抄録
1.ラット脳幹網様体から侵害刺激に応ずるニューロン活動を記録した.ニューロンによって反応様式を異にし, 侵害刺激中にのみ放電の変化を示すニューロンと, 刺激の時点とは直接関係なく刺激終了後も放電の変化を示すニューロンとがあり, それぞれに放電頻度が増大する型と減少する型とがみられた.上記4つの型のニューロン活動が単独に出現するニューロンの他に, これら4つの型が組合さって放電変化を示すと考えられるニューロンも数多く見出された.
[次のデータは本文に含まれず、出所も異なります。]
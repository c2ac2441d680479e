//! Plugin chain configuration.

use serde::Deserialize;

/// Fixed head and tail plugin lists applied to every request chain.
#[derive(Debug, Clone, Deserialize)]
#[serde(default, deny_unknown_fields)]
pub struct PluginsConfig {
    /// Plugins prepended to every chain, in declared order.
    pub head: Vec<String>,
    /// Plugins appended to every chain, in declared order.
    pub tail: Vec<String>,
}

impl Default for PluginsConfig {
    fn default() -> Self {
        Self {
            head: vec!["models".to_string()],
            tail: vec!["posthog".to_string()],
        }
    }
}
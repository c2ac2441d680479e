//! Cross-format converters.
//!
//! Conversions between the OpenAI chat style and the Anthropic messages style
//! transform only the fields that differ between the two APIs; everything
//! else is copied through the extras bags untouched.

use serde_json::{Value, json};

use super::{anthropic, openai_chat};

/// Anthropic requires `max_tokens`; this cap applies when the OpenAI request
/// did not carry one.
const DEFAULT_MAX_TOKENS: u32 = 4096;

/// Token cap for Anthropic when the OpenAI request set none.
fn effective_max_tokens(request: &openai_chat::ChatCompletionRequest) -> u32 {
    request.completion_token_cap().unwrap_or(DEFAULT_MAX_TOKENS)
}

/// Converts an OpenAI chat-completions request into an Anthropic messages
/// request.
///
/// System messages move from the messages array to the top-level `system`
/// field; tool definitions are re-shaped; `stop` becomes `stop_sequences`;
/// `user` becomes `metadata.user_id`.
pub fn chat_request_to_anthropic(request: &openai_chat::ChatCompletionRequest) -> anthropic::MessagesRequest {
    let mut system_parts = Vec::new();
    let mut messages = Vec::new();

    for message in &request.messages {
        if message.role == "system" {
            system_parts.push(message.text());
            continue;
        }

        messages.push(anthropic::InputMessage {
            role: message.role.clone(),
            content: chat_message_content(message),
            unknown_fields: message.unknown_fields.clone(),
        });
    }

    let system = if system_parts.is_empty() {
        None
    } else {
        Some(anthropic::SystemPrompt::Text(system_parts.join("\n")))
    };

    let tools = request.tools.as_ref().map(|tools| {
        tools
            .iter()
            .map(|tool| anthropic::Tool {
                name: tool.function.name.clone(),
                description: tool.function.description.clone(),
                input_schema: tool.function.parameters.clone(),
                unknown_fields: Default::default(),
            })
            .collect()
    });

    let metadata = request.user.as_ref().map(|user| anthropic::Metadata {
        user_id: Some(user.clone()),
        unknown_fields: Default::default(),
    });

    anthropic::MessagesRequest {
        model: request.model.clone(),
        messages,
        max_tokens: Some(effective_max_tokens(request)),
        system,
        temperature: request.temperature,
        top_p: request.top_p,
        top_k: None,
        stop_sequences: request.stop.clone().map(openai_chat::StopSequences::into_vec),
        stream: request.stream,
        metadata,
        tools,
        tool_choice: request.tool_choice.clone(),
        unknown_fields: request.unknown_fields.clone(),
    }
}

fn chat_message_content(message: &openai_chat::ChatMessage) -> anthropic::InputContent {
    match &message.content {
        Some(openai_chat::MessageContent::Text(text)) => anthropic::InputContent::Text(text.clone()),
        Some(openai_chat::MessageContent::Parts(parts)) => anthropic::InputContent::Blocks(
            parts
                .iter()
                .map(|part| serde_json::from_value(part.clone()).unwrap_or(anthropic::ContentBlock::Unknown(part.clone())))
                .collect(),
        ),
        None => anthropic::InputContent::Text(String::new()),
    }
}

/// Converts an Anthropic messages response into an OpenAI chat-completions
/// response.
///
/// Text blocks concatenate into the assistant message; `tool_use` blocks
/// become tool calls with JSON-serialized arguments; `stop_reason` maps onto
/// the OpenAI finish reasons.
pub fn anthropic_response_to_chat(response: &anthropic::MessagesResponse) -> openai_chat::ChatCompletionResponse {
    let mut content = String::new();
    let mut tool_calls = Vec::new();

    for block in &response.content {
        match block {
            anthropic::ContentBlock::Text { text, .. } => content.push_str(text),
            anthropic::ContentBlock::ToolUse { id, name, input, .. } => {
                tool_calls.push(openai_chat::ToolCall {
                    index: None,
                    id: Some(id.clone()),
                    kind: Some("function".to_string()),
                    function: Some(openai_chat::FunctionCall {
                        name: Some(name.clone()),
                        arguments: Some(input.to_string()),
                        unknown_fields: Default::default(),
                    }),
                    unknown_fields: Default::default(),
                });
            }
            _ => {}
        }
    }

    let message = openai_chat::ChatMessage {
        role: response.role.clone().unwrap_or_else(|| "assistant".to_string()),
        content: Some(openai_chat::MessageContent::Text(content)),
        name: None,
        tool_calls: if tool_calls.is_empty() { None } else { Some(tool_calls) },
        tool_call_id: None,
        unknown_fields: Default::default(),
    };

    let usage = response.usage.as_ref().map(|usage| {
        let prompt = usage.input_tokens.unwrap_or(0);
        let completion = usage.output_tokens.unwrap_or(0);

        openai_chat::Usage {
            prompt_tokens: Some(prompt),
            completion_tokens: Some(completion),
            total_tokens: Some(prompt + completion),
            prompt_tokens_details: usage.cache_read_input_tokens.map(|cached| openai_chat::PromptTokensDetails {
                cached_tokens: Some(cached),
                unknown_fields: Default::default(),
            }),
            unknown_fields: Default::default(),
        }
    });

    let mut converted = openai_chat::ChatCompletionResponse {
        id: response.id.clone(),
        object: Some("chat.completion".to_string()),
        created: None,
        model: response.model.clone(),
        choices: vec![openai_chat::ChatChoice {
            index: 0,
            message: Some(message),
            delta: None,
            finish_reason: response.stop_reason.as_deref().map(map_stop_reason),
            unknown_fields: Default::default(),
        }],
        usage,
        unknown_fields: response.unknown_fields.clone(),
    };

    converted.repair_finish_reasons();
    converted
}

/// Maps an Anthropic stop reason onto the OpenAI finish-reason vocabulary.
pub fn map_stop_reason(stop_reason: &str) -> String {
    match stop_reason {
        "end_turn" | "stop_sequence" => "stop".to_string(),
        "max_tokens" => "length".to_string(),
        "tool_use" => "tool_calls".to_string(),
        other => other.to_string(),
    }
}

/// Builds the `[role]: content` transcript used by summarization prompts.
pub fn transcript(messages: &[Value]) -> String {
    let mut out = String::new();

    for message in messages {
        let role = message.get("role").and_then(Value::as_str).unwrap_or("user");
        out.push('[');
        out.push_str(role);
        out.push_str("]: ");
        out.push_str(&message_text(message));
        out.push_str("\n\n");
    }

    out
}

/// Flattened text of a raw message value, joining text parts when the content
/// is a block list.
pub fn message_text(message: &Value) -> String {
    match message.get("content") {
        Some(Value::String(text)) => text.clone(),
        Some(Value::Array(parts)) => parts
            .iter()
            .filter_map(|part| part.get("text").and_then(Value::as_str))
            .collect(),
        _ => String::new(),
    }
}

/// Synthetic pair replacing a compacted conversation slice.
pub fn summary_messages(summary: &str) -> Vec<Value> {
    vec![
        json!({
            "role": "user",
            "content": format!("[Previous conversation summary]\n{summary}"),
        }),
        json!({
            "role": "assistant",
            "content": "Understood. I have the conversation context and will continue from here.",
        }),
    ]
}

#[cfg(test)]
mod tests {
    use super::*;
    use serde_json::json;

    #[test]
    fn anthropic_response_converts_to_chat() {
        let response: anthropic::MessagesResponse = serde_json::from_value(json!({
            "content": [{"type": "text", "text": "hi"}],
            "stop_reason": "end_turn",
            "usage": {"input_tokens": 3, "output_tokens": 1},
        }))
        .unwrap();

        let converted = anthropic_response_to_chat(&response);

        let choice = &converted.choices[0];
        assert_eq!(choice.message.as_ref().unwrap().role, "assistant");
        assert_eq!(choice.message.as_ref().unwrap().text(), "hi");
        assert_eq!(choice.finish_reason.as_deref(), Some("stop"));

        let usage = converted.usage.unwrap();
        assert_eq!(usage.prompt_tokens, Some(3));
        assert_eq!(usage.completion_tokens, Some(1));
        assert_eq!(usage.total_tokens, Some(4));
    }

    #[test]
    fn tool_use_becomes_tool_call() {
        let response: anthropic::MessagesResponse = serde_json::from_value(json!({
            "content": [
                {"type": "text", "text": "calling"},
                {"type": "tool_use", "id": "toolu_1", "name": "get_weather", "input": {"city": "Paris"}},
            ],
            "stop_reason": "tool_use",
        }))
        .unwrap();

        let converted = anthropic_response_to_chat(&response);
        let message = converted.choices[0].message.as_ref().unwrap();

        let calls = message.tool_calls.as_ref().unwrap();
        assert_eq!(calls.len(), 1);
        assert_eq!(calls[0].id.as_deref(), Some("toolu_1"));
        assert_eq!(calls[0].kind.as_deref(), Some("function"));

        let function = calls[0].function.as_ref().unwrap();
        assert_eq!(function.name.as_deref(), Some("get_weather"));
        assert_eq!(
            serde_json::from_str::<Value>(function.arguments.as_ref().unwrap()).unwrap(),
            json!({"city": "Paris"})
        );

        assert_eq!(converted.choices[0].finish_reason.as_deref(), Some("tool_calls"));
    }

    #[test]
    fn chat_request_extracts_system_messages() {
        let request: openai_chat::ChatCompletionRequest = serde_json::from_value(json!({
            "model": "claude-3-haiku",
            "messages": [
                {"role": "system", "content": "be terse"},
                {"role": "system", "content": "no emoji"},
                {"role": "user", "content": "hello"},
            ],
            "stop": "END",
            "user": "u-123",
        }))
        .unwrap();

        let converted = chat_request_to_anthropic(&request);

        assert!(matches!(
            converted.system,
            Some(anthropic::SystemPrompt::Text(ref text)) if text == "be terse\nno emoji"
        ));
        assert_eq!(converted.messages.len(), 1);
        assert_eq!(converted.messages[0].role, "user");
        assert_eq!(converted.max_tokens, Some(4096));
        assert_eq!(converted.stop_sequences, Some(vec!["END".to_string()]));
        assert_eq!(converted.metadata.unwrap().user_id.as_deref(), Some("u-123"));
    }

    #[test]
    fn chat_request_maps_tools_and_token_cap() {
        let request: openai_chat::ChatCompletionRequest = serde_json::from_value(json!({
            "model": "claude-3-haiku",
            "messages": [{"role": "user", "content": "hi"}],
            "max_completion_tokens": 512,
            "tools": [{"type": "function", "function": {
                "name": "add",
                "description": "adds numbers",
                "parameters": {"type": "object"},
            }}],
        }))
        .unwrap();

        let converted = chat_request_to_anthropic(&request);

        assert_eq!(converted.max_tokens, Some(512));

        let tools = converted.tools.unwrap();
        assert_eq!(tools[0].name, "add");
        assert_eq!(tools[0].description.as_deref(), Some("adds numbers"));
        assert_eq!(tools[0].input_schema, Some(json!({"type": "object"})));
    }

    #[test]
    fn unknown_request_fields_copy_through() {
        let request: openai_chat::ChatCompletionRequest = serde_json::from_value(json!({
            "model": "m",
            "messages": [{"role": "user", "content": "hi"}],
            "weird_flag": true,
        }))
        .unwrap();

        let converted = chat_request_to_anthropic(&request);

        assert_eq!(converted.unknown_fields.get("weird_flag"), Some(&json!(true)));
    }

    #[test]
    fn stop_reason_vocabulary() {
        assert_eq!(map_stop_reason("end_turn"), "stop");
        assert_eq!(map_stop_reason("stop_sequence"), "stop");
        assert_eq!(map_stop_reason("max_tokens"), "length");
        assert_eq!(map_stop_reason("tool_use"), "tool_calls");
        assert_eq!(map_stop_reason("refusal"), "refusal");
    }

    #[test]
    fn transcript_joins_roles_and_content() {
        let messages = vec![
            json!({"role": "user", "content": "one"}),
            json!({"role": "assistant", "content": [{"type": "text", "text": "two"}]}),
        ];

        insta::assert_snapshot!(transcript(&messages), @r"
        [user]: one

        [assistant]: two
        ");
    }
}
2.針刺激によって侵害刺激に応ずるニューロン活動の変化が抑制をうけるニューロンが見出された.この抑制の発現には潜時があり, 後効果もあり, 針鎮痛の特長を示した.針刺激によって, 侵害刺激中のニューロン活動のみ, あるいは持続性のニューロン活動の変化にのみが抑制をうけるニューロンや, 両者ともに抑制をうけるニューロンが見出されたので針刺激の抑制にはシナプス前抑制が考えられた.
3.中脳中心灰白質の刺激, 及び侵害性刺激の両者でニューロン活動の変化を示すニューロンが脳幹網様体に見出された.そのニューロン活動の変化は放電頻度の増減であった.
4.中脳中心灰白質の刺激で放電頻度の変化を示さず, 侵害刺激に応答するニューロンの中には, 中脳中心灰白質の刺激で侵害刺激に対する反応が抑制されるニューロンがあり, この抑制は刺激終了後も可成り長く持続した.Naloxoneは中脳中心灰白質の刺激中の抑制には拮抗しなかったが, 刺激終了後の抑制には拮抗した.
本論文の要旨は, 第55回日本生理学大会 (昭和53年4月2日) で報告した.